Stolen public sculpture in Melbourne receives little attention, as Melbourne’s public is more interested in an art scandal than an art theft. The bronze dog, “Larry LaTrobe” was stolen from the city square in 1995. The current “Larry LaTrobe” is another edition courtesy of Peter Kolliner, the owner of the foundry where the original was cast. The regular theft of the hammer from “The Pathfinder” by John Robinson, 1974 in the Queen Victoria Gardens required that the replacement be unscrewed every night. The recurring theft of the hammer from the statue became such a problem that the hammer is now rarely installed (or has the replacement been stolen?).

None of these stolen statues have been recovered; it is unfortunate but these bronze sculptures were probably stolen for the scrap metal. This was probably the fate of the 1m metal statue of Christ stolen from a Templestowe Church in August 2010 reported in Manningham Leader. The only stolen public sculpture that has been recovered is “the boy with the turtle” (artist unknown c.1850) that was stolen in 1977 from Fitzroy Gardens and recovered two and a half years later abandoned in a Richmond carpark. It was saved because it is only made of cement and cement has little intrinsic value.

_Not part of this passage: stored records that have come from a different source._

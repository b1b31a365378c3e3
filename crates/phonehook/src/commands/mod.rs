//! Commands.

use std::{io::Write, sync::Arc};

use async_trait::async_trait;
use clap::Subcommand;
use phonehook_config::Config;
use phonehook_core::CoreModule;
use phonehook_ghapi_interface::ApiService;
use phonehook_git_interface::GitService;
use phonehook_server::server::AppContext;
use phonehook_upstream_interface::UpstreamService;
use tokio::sync::RwLock;

use self::{names::NamesCommand, run::RunCommand, server::ServerCommand};
use crate::Result;

mod names;
mod run;
mod server;

pub(crate) struct CommandContext {
    pub config: Config,
    pub core_module: CoreModule,
    pub api_service: Box<dyn ApiService>,
    pub git_service: Box<dyn GitService>,
    pub upstream_service: Box<dyn UpstreamService>,
    pub writer: Arc<RwLock<dyn Write + Send + Sync>>,
}

impl CommandContext {
    /// Split the context into a server context and the output writer.
    pub fn into_app_context(self) -> (AppContext, Arc<RwLock<dyn Write + Send + Sync>>) {
        (
            AppContext::new_with_adapters(
                self.config,
                self.core_module,
                self.api_service,
                self.git_service,
                self.upstream_service,
            ),
            self.writer,
        )
    }
}

#[async_trait]
pub(crate) trait Command {
    async fn execute(self, ctx: CommandContext) -> Result<()>;
}

/// Command
#[derive(Subcommand)]
pub(crate) enum SubCommand {
    Server(ServerCommand),
    Run(RunCommand),
    Names(NamesCommand),
}

impl SubCommand {
    pub fn requires_valid_configuration(&self) -> bool {
        !matches!(self, Self::Names(_))
    }
}

#[async_trait]
impl Command for SubCommand {
    async fn execute(self, ctx: CommandContext) -> Result<()> {
        match self {
            Self::Server(sub) => sub.execute(ctx).await,
            Self::Run(sub) => sub.execute(ctx).await,
            Self::Names(sub) => sub.execute(ctx).await,
        }
    }
}
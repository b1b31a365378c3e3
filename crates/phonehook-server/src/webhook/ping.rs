//! Ping webhook handlers.

use actix_web::HttpResponse;
use phonehook_ghapi_interface::types::GhPingEvent;
use tracing::info;

use super::parse_event_type;
use crate::{errors::Result, event_type::EventType};

pub(crate) fn parse_ping_event(body: &str) -> Result<GhPingEvent> {
    parse_event_type(EventType::Ping, body)
}

pub(crate) fn ping_event(event: GhPingEvent) -> HttpResponse {
    if let Some(repo) = event.repository {
        info!(
            message = "Ping event from repository",
            repository_path = %repo.full_name
        );
    } else {
        info!("Ping event without repository");
    }

    HttpResponse::Ok().body("Ping.")
}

An English fantasy illustrator told me that he’d returned home to find that his flat was being burgled. The two burglars bailed him up and asked if he’d done the art; he told them it was his and they complimented him on his art and left taking nothing. The Marius-Jacob gang went even further on discovering that they had broken into the house of a French poet they left money to replace the pane of glass that they had broken. Robbing artists or stealing public sculpture for scrap metal lacks any dignity as a crime, like stealing from charity bins.